Assignment - The word "ServiceUnavailable" marks the lines to keep; find each one in the data and copy it.
________________________________________
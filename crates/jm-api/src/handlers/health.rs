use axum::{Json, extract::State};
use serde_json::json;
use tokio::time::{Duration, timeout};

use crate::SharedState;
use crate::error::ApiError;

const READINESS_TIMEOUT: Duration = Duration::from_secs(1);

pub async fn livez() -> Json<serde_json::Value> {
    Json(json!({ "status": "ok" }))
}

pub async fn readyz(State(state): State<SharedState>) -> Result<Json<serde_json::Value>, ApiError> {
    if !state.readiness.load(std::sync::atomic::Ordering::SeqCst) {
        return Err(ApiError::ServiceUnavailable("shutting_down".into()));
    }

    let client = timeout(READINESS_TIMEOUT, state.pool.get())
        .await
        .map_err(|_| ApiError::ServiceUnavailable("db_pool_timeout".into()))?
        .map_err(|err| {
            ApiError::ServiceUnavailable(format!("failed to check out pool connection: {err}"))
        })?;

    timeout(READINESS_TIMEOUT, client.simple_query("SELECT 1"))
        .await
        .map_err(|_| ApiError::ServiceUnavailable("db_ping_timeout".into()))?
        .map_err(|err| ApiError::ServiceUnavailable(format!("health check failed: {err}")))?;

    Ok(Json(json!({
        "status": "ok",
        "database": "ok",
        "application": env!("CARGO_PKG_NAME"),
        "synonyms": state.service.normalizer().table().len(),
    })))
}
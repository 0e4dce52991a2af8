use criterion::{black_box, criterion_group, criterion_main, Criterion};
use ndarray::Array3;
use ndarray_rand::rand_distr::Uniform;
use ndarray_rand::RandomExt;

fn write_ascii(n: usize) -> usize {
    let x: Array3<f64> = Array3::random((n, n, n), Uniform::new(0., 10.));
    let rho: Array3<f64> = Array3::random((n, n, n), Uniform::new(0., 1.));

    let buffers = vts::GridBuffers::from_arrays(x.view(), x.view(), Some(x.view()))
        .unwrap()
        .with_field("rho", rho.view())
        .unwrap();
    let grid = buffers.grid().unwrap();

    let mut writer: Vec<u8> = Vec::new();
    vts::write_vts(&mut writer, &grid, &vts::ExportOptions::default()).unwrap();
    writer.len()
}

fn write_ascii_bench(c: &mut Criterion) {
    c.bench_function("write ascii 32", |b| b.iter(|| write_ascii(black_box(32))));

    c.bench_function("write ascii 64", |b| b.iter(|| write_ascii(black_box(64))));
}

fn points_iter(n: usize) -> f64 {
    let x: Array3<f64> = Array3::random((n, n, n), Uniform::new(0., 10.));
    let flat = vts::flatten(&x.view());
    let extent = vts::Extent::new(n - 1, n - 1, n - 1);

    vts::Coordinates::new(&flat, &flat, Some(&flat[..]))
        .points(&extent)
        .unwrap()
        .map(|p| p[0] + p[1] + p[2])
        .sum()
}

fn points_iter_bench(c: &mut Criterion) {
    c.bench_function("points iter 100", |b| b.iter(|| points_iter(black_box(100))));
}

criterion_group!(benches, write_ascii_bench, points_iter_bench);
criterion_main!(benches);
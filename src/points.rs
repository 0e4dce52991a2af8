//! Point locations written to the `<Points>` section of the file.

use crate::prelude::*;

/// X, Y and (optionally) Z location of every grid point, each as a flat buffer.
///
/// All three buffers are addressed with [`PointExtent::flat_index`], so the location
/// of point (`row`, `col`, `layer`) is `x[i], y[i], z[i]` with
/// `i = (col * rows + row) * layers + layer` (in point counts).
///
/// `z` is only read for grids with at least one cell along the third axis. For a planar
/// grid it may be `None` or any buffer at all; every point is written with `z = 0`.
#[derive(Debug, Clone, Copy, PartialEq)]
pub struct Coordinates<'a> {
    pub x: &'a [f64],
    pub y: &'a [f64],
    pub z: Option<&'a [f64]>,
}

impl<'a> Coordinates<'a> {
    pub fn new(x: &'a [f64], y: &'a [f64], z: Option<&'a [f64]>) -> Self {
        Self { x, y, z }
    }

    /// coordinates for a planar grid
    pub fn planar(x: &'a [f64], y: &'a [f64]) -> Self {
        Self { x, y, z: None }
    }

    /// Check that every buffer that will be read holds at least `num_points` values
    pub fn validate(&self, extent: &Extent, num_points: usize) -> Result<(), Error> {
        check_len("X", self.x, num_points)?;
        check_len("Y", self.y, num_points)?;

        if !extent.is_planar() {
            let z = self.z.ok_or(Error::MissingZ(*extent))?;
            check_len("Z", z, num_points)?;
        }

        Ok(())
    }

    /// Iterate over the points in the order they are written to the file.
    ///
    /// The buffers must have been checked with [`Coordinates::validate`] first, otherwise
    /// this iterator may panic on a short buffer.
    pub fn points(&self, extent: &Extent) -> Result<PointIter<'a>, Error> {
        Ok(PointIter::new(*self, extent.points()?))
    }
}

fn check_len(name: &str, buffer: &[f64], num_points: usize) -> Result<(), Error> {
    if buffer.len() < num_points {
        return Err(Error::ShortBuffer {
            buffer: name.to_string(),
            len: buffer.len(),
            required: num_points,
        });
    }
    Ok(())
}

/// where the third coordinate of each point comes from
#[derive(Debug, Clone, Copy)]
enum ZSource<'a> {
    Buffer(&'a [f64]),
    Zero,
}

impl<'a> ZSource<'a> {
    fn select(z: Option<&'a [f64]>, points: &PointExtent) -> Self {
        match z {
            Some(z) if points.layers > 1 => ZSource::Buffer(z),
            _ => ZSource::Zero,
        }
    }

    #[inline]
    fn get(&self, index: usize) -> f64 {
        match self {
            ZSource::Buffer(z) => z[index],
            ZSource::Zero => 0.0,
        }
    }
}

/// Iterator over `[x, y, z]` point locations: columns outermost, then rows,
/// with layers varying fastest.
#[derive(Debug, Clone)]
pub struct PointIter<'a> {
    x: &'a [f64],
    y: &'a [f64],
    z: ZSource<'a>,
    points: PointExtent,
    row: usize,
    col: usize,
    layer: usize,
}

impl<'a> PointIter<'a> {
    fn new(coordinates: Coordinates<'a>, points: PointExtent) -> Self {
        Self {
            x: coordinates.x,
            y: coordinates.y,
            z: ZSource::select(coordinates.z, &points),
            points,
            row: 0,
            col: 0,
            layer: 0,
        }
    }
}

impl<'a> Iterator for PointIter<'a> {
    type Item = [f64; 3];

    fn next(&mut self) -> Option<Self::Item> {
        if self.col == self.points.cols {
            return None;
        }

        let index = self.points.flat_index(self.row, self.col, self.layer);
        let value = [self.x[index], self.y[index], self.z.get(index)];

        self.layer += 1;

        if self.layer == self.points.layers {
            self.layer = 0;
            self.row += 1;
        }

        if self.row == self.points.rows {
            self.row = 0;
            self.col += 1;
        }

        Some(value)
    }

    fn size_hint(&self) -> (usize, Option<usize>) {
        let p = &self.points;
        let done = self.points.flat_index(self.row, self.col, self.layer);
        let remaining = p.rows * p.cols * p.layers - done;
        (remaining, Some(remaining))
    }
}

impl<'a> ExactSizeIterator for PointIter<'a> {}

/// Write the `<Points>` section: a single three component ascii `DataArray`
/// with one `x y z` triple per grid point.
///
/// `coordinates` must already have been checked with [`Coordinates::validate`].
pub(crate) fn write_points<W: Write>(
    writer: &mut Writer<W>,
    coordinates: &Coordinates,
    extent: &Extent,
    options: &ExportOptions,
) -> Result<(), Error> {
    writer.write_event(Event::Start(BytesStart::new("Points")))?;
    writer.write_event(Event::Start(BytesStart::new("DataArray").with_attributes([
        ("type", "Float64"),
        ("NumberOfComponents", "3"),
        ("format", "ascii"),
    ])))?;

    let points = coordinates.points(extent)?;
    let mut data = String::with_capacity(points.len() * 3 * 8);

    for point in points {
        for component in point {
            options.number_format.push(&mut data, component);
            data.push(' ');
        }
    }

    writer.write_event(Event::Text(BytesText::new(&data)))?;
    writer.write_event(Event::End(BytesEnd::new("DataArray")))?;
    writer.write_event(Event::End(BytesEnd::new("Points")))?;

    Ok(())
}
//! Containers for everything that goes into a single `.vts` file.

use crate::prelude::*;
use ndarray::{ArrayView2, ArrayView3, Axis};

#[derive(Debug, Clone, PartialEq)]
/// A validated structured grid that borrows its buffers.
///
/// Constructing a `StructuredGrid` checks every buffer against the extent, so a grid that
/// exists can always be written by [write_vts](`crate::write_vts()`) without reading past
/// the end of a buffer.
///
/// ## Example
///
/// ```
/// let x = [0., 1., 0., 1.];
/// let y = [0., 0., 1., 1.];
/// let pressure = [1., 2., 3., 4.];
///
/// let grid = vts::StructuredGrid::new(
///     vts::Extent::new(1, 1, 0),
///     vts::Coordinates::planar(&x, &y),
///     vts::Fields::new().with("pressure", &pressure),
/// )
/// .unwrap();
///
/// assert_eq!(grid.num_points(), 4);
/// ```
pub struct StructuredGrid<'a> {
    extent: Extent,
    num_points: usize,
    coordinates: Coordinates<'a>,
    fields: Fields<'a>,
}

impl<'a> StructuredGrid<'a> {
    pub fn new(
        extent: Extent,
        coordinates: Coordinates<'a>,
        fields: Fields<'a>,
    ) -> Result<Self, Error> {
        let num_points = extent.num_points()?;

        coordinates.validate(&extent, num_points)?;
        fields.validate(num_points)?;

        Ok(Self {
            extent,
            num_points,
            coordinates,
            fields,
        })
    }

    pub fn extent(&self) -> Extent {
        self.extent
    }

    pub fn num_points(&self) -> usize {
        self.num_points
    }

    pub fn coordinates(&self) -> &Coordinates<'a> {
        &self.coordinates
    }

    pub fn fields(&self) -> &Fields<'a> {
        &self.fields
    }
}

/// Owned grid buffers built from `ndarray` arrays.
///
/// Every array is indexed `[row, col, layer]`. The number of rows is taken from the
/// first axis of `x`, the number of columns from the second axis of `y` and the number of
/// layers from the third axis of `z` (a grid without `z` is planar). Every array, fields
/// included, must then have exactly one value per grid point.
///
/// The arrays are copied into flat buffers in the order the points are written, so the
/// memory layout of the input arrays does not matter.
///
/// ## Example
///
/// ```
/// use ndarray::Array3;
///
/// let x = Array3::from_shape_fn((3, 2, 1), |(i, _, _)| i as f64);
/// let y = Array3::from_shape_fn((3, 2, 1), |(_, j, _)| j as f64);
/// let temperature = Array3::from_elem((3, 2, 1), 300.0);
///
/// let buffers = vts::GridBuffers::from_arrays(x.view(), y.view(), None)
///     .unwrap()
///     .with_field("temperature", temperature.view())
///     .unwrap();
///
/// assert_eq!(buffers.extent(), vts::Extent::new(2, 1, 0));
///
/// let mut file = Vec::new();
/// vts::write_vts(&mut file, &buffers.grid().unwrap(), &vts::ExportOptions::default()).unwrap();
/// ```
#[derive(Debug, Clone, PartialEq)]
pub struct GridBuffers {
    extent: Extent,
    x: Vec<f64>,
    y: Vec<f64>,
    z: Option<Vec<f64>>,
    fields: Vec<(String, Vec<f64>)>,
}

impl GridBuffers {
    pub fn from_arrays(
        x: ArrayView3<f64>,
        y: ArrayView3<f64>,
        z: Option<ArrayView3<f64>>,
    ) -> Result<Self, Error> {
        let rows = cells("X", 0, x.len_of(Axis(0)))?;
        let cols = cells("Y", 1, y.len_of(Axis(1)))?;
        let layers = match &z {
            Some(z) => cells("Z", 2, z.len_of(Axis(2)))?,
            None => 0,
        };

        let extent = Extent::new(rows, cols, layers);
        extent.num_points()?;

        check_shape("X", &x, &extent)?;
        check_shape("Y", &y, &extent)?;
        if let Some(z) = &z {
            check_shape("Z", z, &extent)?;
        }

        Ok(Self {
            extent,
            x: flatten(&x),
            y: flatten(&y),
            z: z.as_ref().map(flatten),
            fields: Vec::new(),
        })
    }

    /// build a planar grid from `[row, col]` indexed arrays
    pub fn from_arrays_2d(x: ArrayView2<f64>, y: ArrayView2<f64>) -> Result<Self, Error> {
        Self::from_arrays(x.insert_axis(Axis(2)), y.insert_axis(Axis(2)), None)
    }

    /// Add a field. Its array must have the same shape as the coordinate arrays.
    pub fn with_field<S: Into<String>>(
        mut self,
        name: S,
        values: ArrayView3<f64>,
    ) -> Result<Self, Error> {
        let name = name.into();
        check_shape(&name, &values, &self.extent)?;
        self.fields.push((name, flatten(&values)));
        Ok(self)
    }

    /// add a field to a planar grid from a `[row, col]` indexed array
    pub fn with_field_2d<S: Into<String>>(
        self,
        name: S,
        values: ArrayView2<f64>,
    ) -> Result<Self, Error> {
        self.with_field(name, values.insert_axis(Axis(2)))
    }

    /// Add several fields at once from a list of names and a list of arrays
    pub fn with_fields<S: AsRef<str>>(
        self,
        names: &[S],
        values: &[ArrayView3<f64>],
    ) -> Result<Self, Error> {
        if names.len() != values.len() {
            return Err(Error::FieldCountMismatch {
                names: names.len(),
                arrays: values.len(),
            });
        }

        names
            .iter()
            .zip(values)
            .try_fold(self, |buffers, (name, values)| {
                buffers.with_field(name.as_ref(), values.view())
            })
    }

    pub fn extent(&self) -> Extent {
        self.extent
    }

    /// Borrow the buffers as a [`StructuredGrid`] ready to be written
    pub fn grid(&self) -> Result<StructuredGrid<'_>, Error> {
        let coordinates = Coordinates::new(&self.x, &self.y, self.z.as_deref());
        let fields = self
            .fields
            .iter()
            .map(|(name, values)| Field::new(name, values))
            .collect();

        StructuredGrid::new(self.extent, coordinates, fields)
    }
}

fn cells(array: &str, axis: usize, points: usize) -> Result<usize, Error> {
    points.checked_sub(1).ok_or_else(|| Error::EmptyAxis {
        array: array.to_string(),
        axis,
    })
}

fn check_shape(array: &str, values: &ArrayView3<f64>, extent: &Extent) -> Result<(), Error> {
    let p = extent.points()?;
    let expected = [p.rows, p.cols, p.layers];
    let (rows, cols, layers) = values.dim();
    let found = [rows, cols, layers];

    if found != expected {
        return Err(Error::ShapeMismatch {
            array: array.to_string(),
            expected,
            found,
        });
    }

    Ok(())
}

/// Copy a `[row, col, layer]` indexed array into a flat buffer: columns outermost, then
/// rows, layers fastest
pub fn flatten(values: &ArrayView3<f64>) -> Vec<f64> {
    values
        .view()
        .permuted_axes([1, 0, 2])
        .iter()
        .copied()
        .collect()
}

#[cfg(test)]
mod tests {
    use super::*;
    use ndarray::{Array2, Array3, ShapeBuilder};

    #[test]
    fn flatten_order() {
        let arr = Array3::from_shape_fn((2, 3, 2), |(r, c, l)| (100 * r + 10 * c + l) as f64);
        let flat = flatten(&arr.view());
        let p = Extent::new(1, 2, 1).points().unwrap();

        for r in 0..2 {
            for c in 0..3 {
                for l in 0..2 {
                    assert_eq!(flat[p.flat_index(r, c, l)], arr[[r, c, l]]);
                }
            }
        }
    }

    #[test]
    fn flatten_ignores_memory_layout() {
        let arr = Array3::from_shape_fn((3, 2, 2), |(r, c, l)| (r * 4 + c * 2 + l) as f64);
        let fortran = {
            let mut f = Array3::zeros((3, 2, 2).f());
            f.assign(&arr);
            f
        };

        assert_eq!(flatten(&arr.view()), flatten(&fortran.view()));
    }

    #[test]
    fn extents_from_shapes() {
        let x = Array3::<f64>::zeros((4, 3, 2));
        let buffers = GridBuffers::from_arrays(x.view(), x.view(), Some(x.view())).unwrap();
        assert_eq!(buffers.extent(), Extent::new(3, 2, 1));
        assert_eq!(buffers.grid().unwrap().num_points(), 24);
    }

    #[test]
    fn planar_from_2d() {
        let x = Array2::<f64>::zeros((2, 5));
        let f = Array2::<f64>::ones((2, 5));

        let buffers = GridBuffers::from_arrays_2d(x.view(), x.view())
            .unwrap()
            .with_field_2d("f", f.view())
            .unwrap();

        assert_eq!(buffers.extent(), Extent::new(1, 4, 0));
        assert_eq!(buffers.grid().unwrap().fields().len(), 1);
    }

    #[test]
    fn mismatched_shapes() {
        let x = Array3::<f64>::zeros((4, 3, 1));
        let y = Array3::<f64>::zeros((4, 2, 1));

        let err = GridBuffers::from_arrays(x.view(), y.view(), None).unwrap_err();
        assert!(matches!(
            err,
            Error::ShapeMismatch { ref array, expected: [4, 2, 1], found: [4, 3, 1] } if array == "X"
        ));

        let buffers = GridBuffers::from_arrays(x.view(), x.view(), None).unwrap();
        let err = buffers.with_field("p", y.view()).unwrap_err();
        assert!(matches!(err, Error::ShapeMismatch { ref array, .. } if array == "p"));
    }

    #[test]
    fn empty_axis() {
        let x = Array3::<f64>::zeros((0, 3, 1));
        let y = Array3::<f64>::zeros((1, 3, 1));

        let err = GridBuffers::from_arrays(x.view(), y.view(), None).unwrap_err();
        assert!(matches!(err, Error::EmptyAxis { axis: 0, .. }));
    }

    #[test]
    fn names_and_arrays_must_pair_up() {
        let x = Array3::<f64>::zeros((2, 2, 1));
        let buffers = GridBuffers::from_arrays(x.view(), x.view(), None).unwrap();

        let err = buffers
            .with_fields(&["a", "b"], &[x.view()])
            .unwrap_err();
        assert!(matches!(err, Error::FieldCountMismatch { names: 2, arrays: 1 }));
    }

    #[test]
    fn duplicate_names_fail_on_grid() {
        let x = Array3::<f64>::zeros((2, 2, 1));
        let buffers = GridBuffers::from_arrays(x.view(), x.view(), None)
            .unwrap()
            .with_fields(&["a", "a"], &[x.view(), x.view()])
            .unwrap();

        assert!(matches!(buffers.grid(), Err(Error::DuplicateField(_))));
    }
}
________________________________________
Solution to this task -
        return Err(ApiError::ServiceUnavailable("shutting_down".into()));
        .map_err(|_| ApiError::ServiceUnavailable("db_pool_timeout".into()))?
            ApiError::ServiceUnavailable(format!("failed to check out pool connection: {err}"))
        .map_err(|_| ApiError::ServiceUnavailable("db_ping_timeout".into()))?
        .map_err(|err| ApiError::ServiceUnavailable(format!("health check failed: {err}")))?;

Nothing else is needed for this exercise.